In Fall 2013, Transaction Publishers will re-issue Professor Juliana Geran Pilon’s memoir, written on the occasion of her return to her native Romania after fourteen years in the U.S. Entitled Notes from the Other Side of Night, the book describes from a personal perspective two tragic chapters of recent Romanian history: the Holocaust and the communist dictatorship.
The publisher’s description appears below. Please click here to pre-order the book.
Notes from the Other Side of Night is a diary-memoir written upon Juliana Geran Pilon’s return to her native Romania in 1975, which she had left along with her family when she was just fourteen. Poetically weaving together modern insight and realities with childhood perceptions, Pilon tells the haunting stories of her parents, grandparents, neighbors, and friends.
Although the scenery of her native home had remained essentially unchanged since her childhood, Pilon recalls streets that are no more, homes and churches that have been demolished. Yet, the hills and forests, the flowers and mountains, the heat of old Bucharest, remained the same. The scenes and characters described in this book are simply unforgettable.

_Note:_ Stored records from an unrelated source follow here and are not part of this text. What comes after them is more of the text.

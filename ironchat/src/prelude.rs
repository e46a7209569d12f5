//! Prelude module for convenient imports.
//!
//! ```ignore
//! use ironchat::prelude::*;
//! ```

// Core types
pub use ironchat_core::{ChatLine, ConnectionId, CoreError, EXIT_SENTINEL, Inbound};

// Transport types
pub use ironchat_transport::{Executor, TransportError};

// Server types
pub use ironchat_server::{
    ConnectionState, Registry, Server, ServerBuilder, ServerError, ServerEvent, ServerHandle,
    SessionManager,
};

// Client types
pub use ironchat_client::{Client, ClientBuilder, ClientError, ClientEvent, ClientHandle};
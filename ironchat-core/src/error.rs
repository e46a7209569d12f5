//! Error types for protocol helpers.

use thiserror::Error;

/// Result type alias using [`CoreError`].
pub type Result<T> = std::result::Result<T, CoreError>;

/// Error type for protocol helpers.
#[derive(Debug, Clone, PartialEq, Eq, Error)]
pub enum CoreError {
    /// A field that ends up on the wire contains the line delimiter.
    #[error("{field} contains the line delimiter")]
    EmbeddedDelimiter {
        /// Name of the offending field.
        field: &'static str,
    },

    /// A field that must carry content is empty.
    #[error("{field} is empty")]
    Empty {
        /// Name of the offending field.
        field: &'static str,
    },
}

impl CoreError {
    /// Creates an embedded delimiter error.
    pub fn embedded_delimiter(field: &'static str) -> Self {
        Self::EmbeddedDelimiter { field }
    }

    /// Creates an empty field error.
    pub fn empty(field: &'static str) -> Self {
        Self::Empty { field }
    }
}
//! # IronChat Core
//!
//! Protocol vocabulary shared by the IronChat server and client.
//!
//! This crate provides:
//! - [`line`] - Line delimiter, termination sentinel and inbound line classification
//! - [`message`] - Broadcast line formatting (`"<name>: <text>\n"`)
//! - [`types`] - Identifiers shared across crates
//! - [`error`] - Error types for protocol helpers

pub mod error;
pub mod line;
pub mod message;
pub mod types;

pub use error::{CoreError, Result};
pub use line::{DELIMITER, DEFAULT_MAX_LINE_LENGTH, EXIT_SENTINEL, Inbound};
pub use message::ChatLine;
pub use types::ConnectionId;
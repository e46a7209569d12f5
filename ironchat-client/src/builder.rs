//! Client builder and main client implementation.

use crate::error::ClientError;
use crate::session::{self, Outgoing};
use ironchat_channel::events::{self, EventReceiver};
use ironchat_core::DEFAULT_MAX_LINE_LENGTH;
use ironchat_transport::tcp::{self, TcpClientConfig};
use ironchat_transport::{Executor, TransportError};
use std::io::BufRead;
use std::net::SocketAddr;
use std::time::Duration;
use tokio::sync::mpsc;
use tokio::task::JoinHandle;
use tokio_util::sync::CancellationToken;

/// Default number of executor worker threads.
pub const DEFAULT_WORKER_THREADS: usize = 5;

/// Builder for configuring and creating a client.
#[derive(Debug, Clone)]
pub struct ClientBuilder {
    server_addr: SocketAddr,
    connect_timeout: Duration,
    worker_threads: usize,
    input_capacity: usize,
    event_capacity: usize,
    max_line_length: usize,
    tcp_nodelay: bool,
    shutdown_grace: Duration,
}

impl ClientBuilder {
    /// Creates a new client builder for the specified server address.
    #[must_use]
    pub fn new(server_addr: SocketAddr) -> Self {
        Self {
            server_addr,
            connect_timeout: Duration::from_secs(5),
            worker_threads: DEFAULT_WORKER_THREADS,
            input_capacity: 1,
            event_capacity: 4096,
            max_line_length: DEFAULT_MAX_LINE_LENGTH,
            tcp_nodelay: true,
            shutdown_grace: Duration::from_secs(5),
        }
    }

    /// Sets the connection timeout.
    #[must_use]
    pub fn connect_timeout(mut self, timeout: Duration) -> Self {
        self.connect_timeout = timeout;
        self
    }

    /// Sets the number of executor worker threads.
    #[must_use]
    pub fn worker_threads(mut self, count: usize) -> Self {
        self.worker_threads = count;
        self
    }

    /// Sets how many input lines may wait for the writer.
    #[must_use]
    pub fn input_capacity(mut self, capacity: usize) -> Self {
        self.input_capacity = capacity;
        self
    }

    /// Sets the event channel capacity.
    #[must_use]
    pub fn event_capacity(mut self, capacity: usize) -> Self {
        self.event_capacity = capacity;
        self
    }

    /// Sets the maximum line length, delimiter excluded.
    #[must_use]
    pub fn max_line_length(mut self, size: usize) -> Self {
        self.max_line_length = size;
        self
    }

    /// Sets TCP_NODELAY option.
    #[must_use]
    pub fn tcp_nodelay(mut self, enabled: bool) -> Self {
        self.tcp_nodelay = enabled;
        self
    }

    /// Sets how long dropping the client waits for worker threads to exit.
    #[must_use]
    pub fn shutdown_grace(mut self, grace: Duration) -> Self {
        self.shutdown_grace = grace;
        self
    }

    /// Returns the configured server address.
    #[must_use]
    pub fn server_addr(&self) -> SocketAddr {
        self.server_addr
    }

    /// Starts the executor, connects and starts the duplex session.
    ///
    /// # Errors
    /// Returns `ClientError` if the configuration is invalid, the executor
    /// cannot start, or the connection fails or times out.
    ///
    /// # Panics
    /// Panics if called from within an asynchronous context.
    pub fn connect(self) -> Result<(Client, ClientHandle), ClientError> {
        if self.input_capacity == 0 {
            return Err(ClientError::config("input_capacity must be at least 1"));
        }
        if self.worker_threads == 0 {
            return Err(ClientError::config("worker_threads must be at least 1"));
        }

        let executor = Executor::start(self.worker_threads)?;
        let tcp_config = TcpClientConfig::new(self.server_addr)
            .connect_timeout(self.connect_timeout)
            .max_line_length(self.max_line_length)
            .tcp_nodelay(self.tcp_nodelay);

        let conn = match executor.block_on(tcp::connect(&tcp_config)) {
            Ok(conn) => conn,
            Err(e) => {
                tracing::error!("Failed to connect to {}: {}", self.server_addr, e);
                executor.stop(self.shutdown_grace);
                return Err(match e {
                    TransportError::ConnectTimeout => ClientError::ConnectTimeout,
                    other => ClientError::Transport(other),
                });
            }
        };
        tracing::info!("Connected to {}", conn.peer_addr());

        let (event_tx, event_rx) = events::channel(self.event_capacity);
        let (input_tx, input_rx) = mpsc::channel(self.input_capacity);
        let closing = executor.shutdown_token().child_token();

        if event_tx.emit(ClientEvent::Connected).is_err() {
            tracing::trace!("Connected event not delivered");
        }

        let (reader, writer) = conn.into_split();
        let read_task = executor.spawn(session::read_loop(
            reader,
            event_tx.clone(),
            closing.clone(),
        ));
        let write_task = executor.spawn(session::write_loop(
            writer,
            input_rx,
            event_tx,
            closing.clone(),
        ));

        let client = Client {
            server_addr: self.server_addr,
            executor: Some(executor),
            closing,
            read_task: Some(read_task),
            write_task: Some(write_task),
            shutdown_grace: self.shutdown_grace,
        };
        let handle = ClientHandle {
            input: input_tx,
            event_rx,
        };

        Ok((client, handle))
    }
}

impl Default for ClientBuilder {
    fn default() -> Self {
        Self::new(SocketAddr::from(([127, 0, 0, 1], 3333)))
    }
}

/// The main client instance.
///
/// Owns the executor running the read and write loops. Dropping the client
/// shuts it down.
pub struct Client {
    server_addr: SocketAddr,
    executor: Option<Executor>,
    closing: CancellationToken,
    read_task: Option<JoinHandle<()>>,
    write_task: Option<JoinHandle<()>>,
    shutdown_grace: Duration,
}

impl Client {
    /// Returns the server address.
    #[must_use]
    pub fn server_addr(&self) -> SocketAddr {
        self.server_addr
    }

    /// Returns true while the read loop is running.
    #[must_use]
    pub fn is_connected(&self) -> bool {
        self.read_task
            .as_ref()
            .is_some_and(|task| !task.is_finished())
    }

    /// Returns true once both loops have ended.
    #[must_use]
    pub fn is_finished(&self) -> bool {
        let done = |task: &Option<JoinHandle<()>>| task.as_ref().is_none_or(JoinHandle::is_finished);
        done(&self.read_task) && done(&self.write_task)
    }

    /// Blocks until the server closes the connection, up to `timeout`.
    ///
    /// Returns true if the read loop has ended.
    ///
    /// # Panics
    /// Panics if called from within an asynchronous context.
    pub fn wait_for_disconnect(&mut self, timeout: Duration) -> bool {
        let (Some(executor), Some(task)) = (self.executor.as_ref(), self.read_task.as_mut()) else {
            return true;
        };
        if task.is_finished() {
            return true;
        }
        executor.block_on(async { tokio::time::timeout(timeout, task).await.is_ok() })
    }

    /// Shuts the client down.
    ///
    /// Stops both loops, lets the write loop shut the transport down once,
    /// then stops the executor, waiting up to `grace` for each step.
    ///
    /// # Panics
    /// Panics if called from within an asynchronous context.
    pub fn shutdown(&mut self, grace: Duration) {
        let Some(executor) = self.executor.take() else {
            return;
        };
        self.closing.cancel();

        if let Some(task) = self.write_task.take() {
            match executor.block_on(async { tokio::time::timeout(grace, task).await }) {
                Ok(Ok(())) => {}
                Ok(Err(e)) => tracing::warn!("Write loop failed: {}", e),
                Err(_) => tracing::warn!("Write loop still running after {:?}", grace),
            }
        }
        self.read_task = None;

        executor.stop(grace);
        tracing::info!("Client stopped");
    }
}

impl Drop for Client {
    fn drop(&mut self) {
        if tokio::runtime::Handle::try_current().is_ok() {
            self.closing.cancel();
            if let Some(executor) = self.executor.take() {
                executor.stop_background();
            }
        } else {
            self.shutdown(self.shutdown_grace);
        }
    }
}

impl std::fmt::Debug for Client {
    fn fmt(&self, f: &mut std::fmt::Formatter<'_>) -> std::fmt::Result {
        f.debug_struct("Client")
            .field("server_addr", &self.server_addr)
            .field("connected", &self.is_connected())
            .finish()
    }
}

/// Handle for sending lines and receiving events.
pub struct ClientHandle {
    input: mpsc::Sender<Outgoing>,
    event_rx: EventReceiver<ClientEvent>,
}

impl ClientHandle {
    /// Queues one line for the server, waiting while the writer is busy.
    ///
    /// The delimiter is appended by the writer.
    ///
    /// # Errors
    /// Returns `ClientError::ConnectionClosed` once the write loop has ended.
    ///
    /// # Panics
    /// Panics if called from within an asynchronous context.
    pub fn send(&self, line: impl Into<String>) -> Result<(), ClientError> {
        self.input
            .blocking_send(Outgoing::new(line.into()))
            .map_err(|_| ClientError::ConnectionClosed)
    }

    /// Queues one line without waiting.
    ///
    /// # Errors
    /// Returns `ClientError::Channel` if the writer is busy, or
    /// `ClientError::ConnectionClosed` once the write loop has ended.
    pub fn try_send(&self, line: impl Into<String>) -> Result<(), ClientError> {
        self.input.try_send(Outgoing::new(line.into())).map_err(|e| match e {
            mpsc::error::TrySendError::Full(_) => ClientError::Channel,
            mpsc::error::TrySendError::Closed(_) => ClientError::ConnectionClosed,
        })
    }

    /// Returns true once the write loop has ended.
    #[must_use]
    pub fn is_closed(&self) -> bool {
        self.input.is_closed()
    }

    /// Starts a thread forwarding every line of `source` to the server.
    ///
    /// The next line is read from `source` only after the previous one has
    /// been written. The thread ends at end of input, after the exit
    /// sentinel, or once the session has ended. A read blocked on `source`
    /// is not interrupted.
    ///
    /// # Errors
    /// Returns IO error if the thread cannot be spawned.
    pub fn spawn_input<R>(&self, source: R) -> std::io::Result<std::thread::JoinHandle<()>>
    where
        R: BufRead + Send + 'static,
    {
        let input = self.input.clone();
        std::thread::Builder::new()
            .name("ironchat-input".to_string())
            .spawn(move || forward_lines(source, &input))
    }

    /// Polls for events (non-blocking).
    #[inline]
    pub fn poll(&self) -> Option<ClientEvent> {
        self.event_rx.try_recv()
    }

    /// Waits up to `timeout` for the next event.
    pub fn recv_timeout(&self, timeout: Duration) -> Option<ClientEvent> {
        self.event_rx.recv_timeout(timeout)
    }

    /// Waits up to `timeout` for an event matching `predicate`, discarding
    /// the ones that do not.
    pub fn wait_for<F>(&self, timeout: Duration, predicate: F) -> Option<ClientEvent>
    where
        F: FnMut(&ClientEvent) -> bool,
    {
        self.event_rx.wait_for(timeout, predicate)
    }

    /// Drains all available events.
    pub fn drain(&self) -> impl Iterator<Item = ClientEvent> + '_ {
        self.event_rx.drain()
    }

    /// Returns the number of events dropped because nobody was polling.
    #[must_use]
    pub fn dropped_events(&self) -> u64 {
        self.event_rx.dropped()
    }
}

fn forward_lines<R: BufRead>(source: R, input: &mpsc::Sender<Outgoing>) {
    for line in source.lines() {
        let line = match line {
            Ok(line) => line,
            Err(e) => {
                tracing::warn!("Input read error: {}", e);
                return;
            }
        };
        let (outgoing, written) = Outgoing::acknowledged(line);
        if input.blocking_send(outgoing).is_err() || written.blocking_recv().is_err() {
            tracing::debug!("Session ended, dropping input");
            return;
        }
    }
    tracing::debug!("End of input");
}

/// Events emitted by the client.
#[derive(Debug, Clone, PartialEq, Eq)]
pub enum ClientEvent {
    /// Connected to the server.
    Connected,
    /// Disconnected from the server.
    Disconnected,
    /// Received a line from the server, delimiter removed.
    Message(String),
    /// An error occurred.
    Error(String),
}
//! TCP listener.

use super::stream::TcpConnection;
use crate::error::TransportError;
use ironchat_core::DEFAULT_MAX_LINE_LENGTH;
use socket2::{Domain, Protocol, Socket, Type};
use std::net::SocketAddr;
use tokio::net::TcpListener;

/// Configuration for TCP server.
#[derive(Debug, Clone)]
pub struct TcpServerConfig {
    /// Address to bind to.
    pub bind_addr: SocketAddr,
    /// Maximum line length in bytes.
    pub max_line_length: usize,
    /// Enable TCP_NODELAY on accepted connections.
    pub tcp_nodelay: bool,
    /// Listen backlog.
    pub backlog: i32,
}

impl Default for TcpServerConfig {
    fn default() -> Self {
        Self {
            bind_addr: SocketAddr::from(([0, 0, 0, 0], 3333)),
            max_line_length: DEFAULT_MAX_LINE_LENGTH,
            tcp_nodelay: true,
            backlog: 1024,
        }
    }
}

impl TcpServerConfig {
    /// Creates a new server config with the specified bind address.
    #[must_use]
    pub fn new(bind_addr: SocketAddr) -> Self {
        Self {
            bind_addr,
            ..Default::default()
        }
    }

    /// Sets the maximum line length.
    #[must_use]
    pub fn max_line_length(mut self, size: usize) -> Self {
        self.max_line_length = size;
        self
    }

    /// Sets TCP_NODELAY option.
    #[must_use]
    pub fn tcp_nodelay(mut self, enabled: bool) -> Self {
        self.tcp_nodelay = enabled;
        self
    }

    /// Sets the listen backlog.
    #[must_use]
    pub fn backlog(mut self, backlog: i32) -> Self {
        self.backlog = backlog;
        self
    }
}

/// Bound, listening TCP endpoint.
///
/// Dropping the server closes the listening socket.
#[derive(Debug)]
pub struct TcpServer {
    listener: TcpListener,
    config: TcpServerConfig,
}

impl TcpServer {
    /// Binds to the configured address and starts listening.
    ///
    /// Must be called from within a Tokio runtime context.
    ///
    /// # Errors
    /// Returns IO error if the socket cannot be created, bound or put in
    /// listening mode.
    pub fn bind(config: TcpServerConfig) -> std::io::Result<Self> {
        let listener = bind_listener(config.bind_addr, config.backlog)?;
        Ok(Self { listener, config })
    }

    /// Accepts a new connection.
    ///
    /// # Errors
    /// Returns `TransportError` if accept fails or the accepted socket cannot
    /// be configured.
    pub async fn accept(&self) -> Result<TcpConnection, TransportError> {
        let (stream, addr) = self.listener.accept().await?;
        stream.set_nodelay(self.config.tcp_nodelay)?;

        Ok(TcpConnection::new(
            stream,
            addr,
            self.config.max_line_length,
        ))
    }

    /// Returns the local address the server is bound to.
    pub fn local_addr(&self) -> std::io::Result<SocketAddr> {
        self.listener.local_addr()
    }

    /// Returns the server configuration.
    #[must_use]
    pub fn config(&self) -> &TcpServerConfig {
        &self.config
    }
}

fn bind_listener(addr: SocketAddr, backlog: i32) -> std::io::Result<TcpListener> {
    let socket = Socket::new(Domain::for_address(addr), Type::STREAM, Some(Protocol::TCP))?;
    // Restarted servers must be able to rebind while old sockets sit in TIME_WAIT
    #[cfg(unix)]
    socket.set_reuse_address(true)?;
    socket.set_nonblocking(true)?;
    socket.bind(&addr.into())?;
    socket.listen(backlog)?;
    TcpListener::from_std(socket.into())
}

#[cfg(test)]
mod tests {
    use super::*;
    use futures::{SinkExt, StreamExt};

    #[test]
    fn test_tcp_server_config_default() {
        let config = TcpServerConfig::default();
        assert_eq!(config.bind_addr.port(), 3333);
        assert_eq!(config.max_line_length, DEFAULT_MAX_LINE_LENGTH);
        assert!(config.tcp_nodelay);
        assert_eq!(config.backlog, 1024);
    }

    #[test]
    fn test_tcp_server_config_builder() {
        let addr: SocketAddr = "127.0.0.1:9000".parse().unwrap();
        let config = TcpServerConfig::new(addr)
            .max_line_length(128)
            .tcp_nodelay(false)
            .backlog(16);

        assert_eq!(config.bind_addr, addr);
        assert_eq!(config.max_line_length, 128);
        assert!(!config.tcp_nodelay);
        assert_eq!(config.backlog, 16);
    }

    #[tokio::test]
    async fn test_bind_ephemeral_port() {
        let server = TcpServer::bind(TcpServerConfig::new("127.0.0.1:0".parse().unwrap())).unwrap();
        assert_ne!(server.local_addr().unwrap().port(), 0);
    }

    #[tokio::test]
    async fn test_bind_port_in_use_fails() {
        let first = TcpServer::bind(TcpServerConfig::new("127.0.0.1:0".parse().unwrap())).unwrap();
        let taken = first.local_addr().unwrap();

        assert!(TcpServer::bind(TcpServerConfig::new(taken)).is_err());
    }

    #[tokio::test]
    async fn test_accept_and_exchange_lines() {
        let server = TcpServer::bind(TcpServerConfig::new("127.0.0.1:0".parse().unwrap())).unwrap();
        let addr = server.local_addr().unwrap();

        let client = tokio::spawn(async move {
            let stream = tokio::net::TcpStream::connect(addr).await.unwrap();
            let peer = stream.peer_addr().unwrap();
            let (mut reader, mut writer) = TcpConnection::new(stream, peer, 1024).into_split();
            writer.send("alice").await.unwrap();
            reader.next().await.unwrap().unwrap()
        });

        let conn = server.accept().await.unwrap();
        assert!(conn.peer_addr().ip().is_loopback());
        let (mut reader, mut writer) = conn.into_split();
        assert_eq!(reader.next().await.unwrap().unwrap(), "alice");
        writer
            .send(bytes::Bytes::from_static(b"bob: hi\n"))
            .await
            .unwrap();

        assert_eq!(client.await.unwrap(), "bob: hi");
    }
}
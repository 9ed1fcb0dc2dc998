//! Recipe text parsing
//!
//! Reads recipe listings of the form `7 A, 1 E => 1 FUEL`: one recipe per
//! non-empty line, comma-separated ingredient terms on the left of `=>`, the
//! output batch on the right, each term a quantity followed by a resource
//! name.

use std::fs;
use std::path::Path;

use anyhow::{Context, Result, bail};
use regex::Regex;

use crate::models::{QuantifiedResource, Recipe};

/// Parse a whole recipe listing.
///
/// Blank lines are skipped. Ingredient order within each recipe is preserved
/// exactly as declared; it is part of the resolution contract.
pub fn parse_recipes(input: &str) -> Result<Vec<Recipe>> {
    let term_re = Regex::new(r"^(\d+)\s+(\w+)$")?;

    let mut recipes = Vec::new();
    for (line_no, line) in input.lines().enumerate() {
        let line = line.trim();
        if line.is_empty() {
            continue;
        }
        recipes.push(
            parse_recipe_line(&term_re, line)
                .with_context(|| format!("line {}: '{}'", line_no + 1, line))?,
        );
    }
    Ok(recipes)
}

fn parse_recipe_line(term_re: &Regex, line: &str) -> Result<Recipe> {
    let Some((ingredients, output)) = line.split_once("=>") else {
        bail!("missing '=>' separator");
    };

    let ingredients = ingredients
        .split(',')
        .map(|term| parse_term(term_re, term))
        .collect::<Result<Vec<_>>>()?;

    Ok(Recipe {
        ingredients,
        output: parse_term(term_re, output)?,
    })
}

fn parse_term(term_re: &Regex, term: &str) -> Result<QuantifiedResource> {
    let term = term.trim();
    let caps = term_re
        .captures(term)
        .with_context(|| format!("expected '<quantity> <name>', got '{}'", term))?;

    let quantity: u64 = caps[1]
        .parse()
        .with_context(|| format!("quantity out of range in '{}'", term))?;
    if quantity == 0 {
        bail!("quantity must be positive in '{}'", term);
    }

    Ok(QuantifiedResource::new(&caps[2], quantity))
}

/// Read and parse a recipe file.
pub fn load_recipe_file(path: &Path) -> Result<Vec<Recipe>> {
    let content = fs::read_to_string(path)
        .with_context(|| format!("Failed to read {}", path.display()))?;
    parse_recipes(&content).with_context(|| format!("Failed to parse {}", path.display()))
}
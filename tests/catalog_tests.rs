//! Tests for recipe catalog construction and lookup.

use ore_calculator::calculator::minimum_raw_material;
use ore_calculator::{ChainError, QuantifiedResource, Recipe, RecipeCatalog};

fn recipe(ingredients: &[(u64, &str)], output: (u64, &str)) -> Recipe {
    Recipe {
        ingredients: ingredients
            .iter()
            .map(|&(quantity, name)| QuantifiedResource::new(name, quantity))
            .collect(),
        output: QuantifiedResource::new(output.1, output.0),
    }
}

#[test]
fn test_lookup_finds_registered_recipe() {
    let catalog = RecipeCatalog::new(vec![
        recipe(&[(10, "ORE")], (10, "A")),
        recipe(&[(7, "A")], (1, "FUEL")),
    ])
    .unwrap();

    let found = catalog.lookup("FUEL").unwrap();
    assert_eq!(found.output, QuantifiedResource::new("FUEL", 1));
    assert_eq!(found.ingredients, vec![QuantifiedResource::new("A", 7)]);
}

#[test]
fn test_lookup_miss_is_unknown_resource() {
    let catalog = RecipeCatalog::new(vec![recipe(&[(1, "ORE")], (1, "FUEL"))]).unwrap();

    match catalog.lookup("XYZZY") {
        Err(ChainError::UnknownResource(name)) => assert_eq!(name, "XYZZY"),
        other => panic!("expected UnknownResource, got {:?}", other),
    }
}

#[test]
fn test_duplicate_output_is_rejected() {
    let result = RecipeCatalog::new(vec![
        recipe(&[(1, "ORE")], (1, "FUEL")),
        recipe(&[(2, "ORE")], (3, "FUEL")),
    ]);

    match result {
        Err(ChainError::DuplicateOutput(name)) => assert_eq!(name, "FUEL"),
        other => panic!("expected DuplicateOutput, got {:?}", other),
    }
}

#[test]
fn test_has_recipe_distinguishes_raw_material() {
    let catalog = RecipeCatalog::new(vec![recipe(&[(1, "ORE")], (1, "FUEL"))]).unwrap();

    assert!(catalog.has_recipe("FUEL"));
    assert!(!catalog.has_recipe("ORE"));
}

#[test]
fn test_producible_resources_are_sorted() {
    let catalog = RecipeCatalog::new(vec![
        recipe(&[(1, "ORE")], (1, "ZINC")),
        recipe(&[(1, "ORE")], (1, "ALGAE")),
        recipe(&[(1, "ZINC"), (1, "ALGAE")], (1, "FUEL")),
    ])
    .unwrap();

    assert_eq!(catalog.producible_resources(), vec!["ALGAE", "FUEL", "ZINC"]);
}

#[test]
fn test_construction_is_idempotent() {
    let recipes = || {
        vec![
            recipe(&[(10, "ORE")], (10, "A")),
            recipe(&[(1, "ORE")], (1, "B")),
            recipe(&[(7, "A"), (1, "B")], (1, "FUEL")),
        ]
    };

    let first = RecipeCatalog::new(recipes()).unwrap();
    let second = RecipeCatalog::new(recipes()).unwrap();

    assert_eq!(
        minimum_raw_material(&first, "ORE", "FUEL").unwrap(),
        minimum_raw_material(&second, "ORE", "FUEL").unwrap(),
    );
}
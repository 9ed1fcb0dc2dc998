//! # ore-calculator
//!
//! A command-line tool and library for costing production chains built from
//! integer-ratio conversion recipes.
//!
//! A recipe catalog describes how each resource is produced from other
//! resources, bottoming out at a single raw material with no recipe of its
//! own. The calculator answers two questions about such a catalog:
//!
//! - the minimum raw material needed to produce one batch of a target
//!   resource, and
//! - the maximum amount of the target producible from a fixed raw-material
//!   budget, with overproduction recycled into later batches.
//!
//! ## Modules
//!
//! - [`models`] - Recipes and quantified resources
//! - [`catalog`] - Lookup from output resource to producing recipe
//! - [`ledger`] - Surplus tracking for recycled overproduction
//! - [`calculator`] - Demand resolution and budget maximization
//! - [`parse`] - Recipe text parsing

pub mod calculator;
pub mod catalog;
pub mod ledger;
pub mod models;
pub mod parse;

pub use calculator::{
    SolveSummary, batch_cost, format_recipe_tree, maximum_production, minimum_raw_material,
    resolve_demand, solve,
};
pub use catalog::RecipeCatalog;
pub use ledger::RecyclingLedger;
pub use models::{QuantifiedResource, Recipe};

/// Errors raised while building or resolving a recipe catalog.
#[derive(Debug, thiserror::Error)]
pub enum ChainError {
    /// Demand resolution reached a resource no recipe produces.
    #[error("no recipe produces '{0}'")]
    UnknownResource(String),

    /// Two recipes in the input claim the same output resource.
    #[error("more than one recipe produces '{0}'")]
    DuplicateOutput(String),
}

pub type Result<T> = std::result::Result<T, ChainError>;
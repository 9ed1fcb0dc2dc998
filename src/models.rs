//! Data models for recipes and quantified resources

use std::fmt;

/// A resource name paired with a quantity, as a demand or a yield.
#[derive(Debug, Clone, PartialEq, Eq)]
pub struct QuantifiedResource {
    pub name: String,
    pub quantity: u64,
}

impl QuantifiedResource {
    pub fn new(name: impl Into<String>, quantity: u64) -> Self {
        Self {
            name: name.into(),
            quantity,
        }
    }
}

impl fmt::Display for QuantifiedResource {
    fn fmt(&self, f: &mut fmt::Formatter<'_>) -> fmt::Result {
        write!(f, "{} {}", self.quantity, self.name)
    }
}

/// A production rule: consume the ingredients, yield one output batch.
///
/// Ingredient order is part of the contract. Demands are resolved in the
/// declared order, and an ingredient listed earlier gets first claim on any
/// recycled surplus.
#[derive(Debug, Clone)]
pub struct Recipe {
    pub ingredients: Vec<QuantifiedResource>,
    pub output: QuantifiedResource,
}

Despite the many tragedies it describes-anti-semitism, political imprisonment, and judicial execution were ruthless realities under communism-Notes from the Other Side of Night is not a depressing book. Pilon writes with a detached melancholy about events and characters that illustrate Hannah Arendt’s terrifying “banality of evil.” But she remembers, as well, those few who managed to remain human beings until the end. Ultimately, hope triumphs in this memoir. This edition includes a new foreword, which discusses the initial writing and publication of this and previous editions.
Juliana Geran Pilon (Author, New Foreword by)
Juliana Geran Pilon is the director of the Center for Culture and Security at the Institute of World Politics. Her areas of expertise include international affairs, philosophy, public diplomacy, and foreign culture. She is the author of numerous books, including: Why America Is Such a Hard Sell, The Bloody Flag, and Soulmates.
Mircea Eliade (Introduction by)
Mircea Eliade was a Romanian historian of religion, fiction writer, philosopher, and professor at the University of Chicago. He was a prolific author and influential thinker.
“Pilon, whose family emigrated from communist Rumania when she was a child, recounts the story of her return to her native land in 1975. Her observations form a grim indictment of this communist state, the drab, fear-ridden existence of its inhabitatnts, the poverty and repression that are endemic to the system. Yet despite all this, she shows, the embers of hope, compassion, and religious faith somehow survive beneath the suffocating mantle of totalitarianism. Almost as important as what she has to tell us is the phenomenon of Mrs. Pilon herself, who alternately displays the gifts of poet, philosopher, and experienced political observer. Among its other revelations,Notes from the Other Side of Night marks the unveiling of an impressive writing talent.”
-M. Stanton Evans, National Review
“There are scenes in this book that the reader will never forget – such as the celebration of the Passover, performed in the greatest secrecy. And there are fascinating, exceptional characters, admirably portrayed. . . . Like Nadejda Mandelstam in her Hope Against Hope, Juliana writes with a detached, if sometimes melancholy, sobriety, free from melodrama, about events and characters that illustrate Hannah Arendt’s terrifying ‘banality of evil.’ But Juliana remembers as well those few who managed to remain genuine human beings till the end, defying all danger. And she puts it so well, yet so simply: ‘there is nothing banal about the good. . . . ‘ In essence, what she tells of the survivors, the representatives of a humanity that seemed so natural before the war, is not only deeply moving but heartening and invigorating as well. Rereading the story, one begins, once more, to believe in man.”
-Mircea Eliade, University of Chicago
“Notes from the Other Side of Nightis a moving, if ever so melancholy, set of reminiscences. That Juliana writes with both grace and sense of austere reserve about matters of gravity is a personal tribute. Her sense of the admixture of the social and religious permeates the text as a whole. It deserved to be written and moreover to be read.”
-Irving Louis Horowitz, Rutgers University
“Juliana Geran Pilon’s riveting narrative takes us through two tragic chapters of recent Romanian history: the Holocaust and the communist dictatorship. A powerful story of a Jewish family discriminated against by two totalitarian regimes told with great talent.”